Марго смотрела на волка, возникшего перед ней неожиданно и бесшумно — дрогнули от ветерка кусты шиповника, уронили на золотистую песчаную дорожку черную тень, которая, выпрямившись и поплотнев, вдруг превратилась в зверя.
— Ну… здравствуй, — сказала ему Марго.
Золотистые глаза волка были напряженными и внимательными.
— Мы… мы с тобой уже давно не виделись, да?
Интересно, почему она запинается, разговаривая со СВОИМ волком? Потому что они действительно давно не виделись? Марго торопливо попробовала было подсчитать, сколько — дней, недель? — а потом сбилась со счета и растерялась. Раньше она чувствовала себя плохо, когда не видела волка больше одного дня. Неуютно, неприкаянно… Неполноценно. Как будто волк действительно был ее частью (или это она была частью волка?) — и неожиданно лишаясь этой части самой себя, она чувствовала себя калекой. Как будто еще вчера умела видеть — а сегодня ослепла и теперь пробирается наощупь, спотыкаясь и шаря руками в бесконечной черноте, в которую вдруг превратился весь мир. Конечно, они с волком умели чувствовать друг друга на расстоянии, но чем больше было это расстояние и чем дольше они не виделись — тем неуютней они себя чувствовали, тем более серым и слепым становился весь мир. Когда волк пропадал весной на неделю или чуть больше, Марго не находила себе места. А сейчас… месяц? Или даже два? Как Марго могла не заметить, что прошел уже целый месяц — или два?! И как волк мог выдержать…

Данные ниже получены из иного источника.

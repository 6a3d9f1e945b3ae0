use serde::{Deserialize, Serialize};
use serde_json::Value;

#[derive(Debug, Deserialize, Serialize, Clone, PartialEq)]
pub struct PlaylistFile {
    #[serde(default)]
    pub path: Option<String>,
    pub name: String,
    /// Servers that do not check the filesystem leave this out, which counts as present.
    /// An explicit null is kept as None.
    #[serde(default = "present")]
    pub exists: Option<bool>,
}

fn present() -> Option<bool> {
    Some(true)
}

impl PlaylistFile {
    /// Anything but `true` (including null) marks the file as missing.
    pub fn is_missing(&self) -> bool {
        self.exists != Some(true)
    }
}

/// Body of `GET /playlist`
#[derive(Debug, Deserialize, Serialize, Clone, PartialEq)]
pub struct PlaylistView {
    pub current: String,
    #[serde(default)]
    pub files: Vec<PlaylistFile>,
    #[serde(default)]
    pub all_playlists: Vec<String>,
}

impl PlaylistView {
    /// Returns the view only if the value looks like a playlist listing.
    pub fn from_value(value: &Value) -> Option<Self> {
        if value.get("current").is_none() {
            return None;
        }
        serde_json::from_value(value.clone()).ok()
    }
}

#[cfg(test)]
mod tests {
    use pretty_assertions::assert_eq;
    use serde_json::json;

    use super::*;

    #[test]
    fn test_exists_defaults_to_true() {
        let view = PlaylistView::from_value(&json!({
            "current": "rock",
            "files": [{"name": "a.mp3"}],
        }))
        .unwrap();
        assert!(!view.files[0].is_missing());
        assert_eq!(view.files[0].path, None);
        assert_eq!(view.all_playlists, Vec::<String>::new());
    }

    #[test]
    fn test_null_exists_is_missing() {
        let view = PlaylistView::from_value(&json!({
            "current": "rock",
            "files": [
                {"name": "a.mp3", "exists": null},
                {"name": "b.mp3", "exists": false},
            ],
        }))
        .unwrap();
        assert!(view.files[0].is_missing());
        assert!(view.files[1].is_missing());
    }

    #[test]
    fn test_not_a_playlist() {
        assert_eq!(PlaylistView::from_value(&json!({"error": "nope"})), None);
        assert_eq!(PlaylistView::from_value(&json!("Playlist renamed")), None);
    }
}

Не мог. Он не мог — поняла Марго, глядя на него и замечая то, что не заметила в первую минуту. Свалявшуюся шерсть на боках, выпирающие ребра… — это в конце лета! Глаза… глаза — напряженные и настороженные. И тоскливые. Он не мог. И ему было плохо. И, наверное, он звал ее. А она не слышала. Нет, не так — не хотела слышать. И, просыпаясь по утрам, говорила себе, что это был просто сон — всего-навсего… И что этот волчий вой ночью — просто сон; как и все, что было раньше с девочкой по имени Марго — тоже сон, который не стоит вспоминать.
Она боялась. Настоящее, невозможно прекрасное настоящее было таким хрупким, как нежная тонкая кожа заново родившейся Марго, как прозрачные бабочкины крылья — достаточно одного неловкого движения (неловкого воспоминания?), и они упадут на землю мертвыми мятыми бумажками, рассыпая цветную пыльцу… Марго знала… нет, чуяла — своим прежним чутьем дикого зверя — недолговечность происходящего. Как пыльца на бабочкиных крыльях, которые сами станут пылью с наступлением зимы. «До осени… до осени…» — Марго знала, что осень уже близко; желтые листья иногда мелькали в безмятежности летней зелени, и у Марго перехватывало дыхание, когда она их замечала и вспоминала — теплое прикосновение старых перил к своей ладони и свой собственный шепот (молитву? — кому?): «До осени… до осени…».
Осень была уже близко, а Марго так хотелось удержать уже ускользающее из ее ладоней лето… Ее первое настоящее лето…
Волк смотрел на нее — напряженно и выжидающе.
— Ну, здравствуй, — Марго протянула к нему руку. Она не знала, что ему сказать… как объяснить то, чего она сама толком не понимала. Почему-то она чувствовала себя виноватой.
Волк неуверенно качнулся к ее руке, дрогнул носом — и опять отступил. Наверное, рука пахла незнакомо. Духами, которые подарил Владислав; руками Владислава, который прикасался к ней совсем недавно. Запахами, которые были для волка чужими. А может быть, и враждебными.
— Тебе опасно приходить сюда… так близко к дому. Ты ведь знаешь?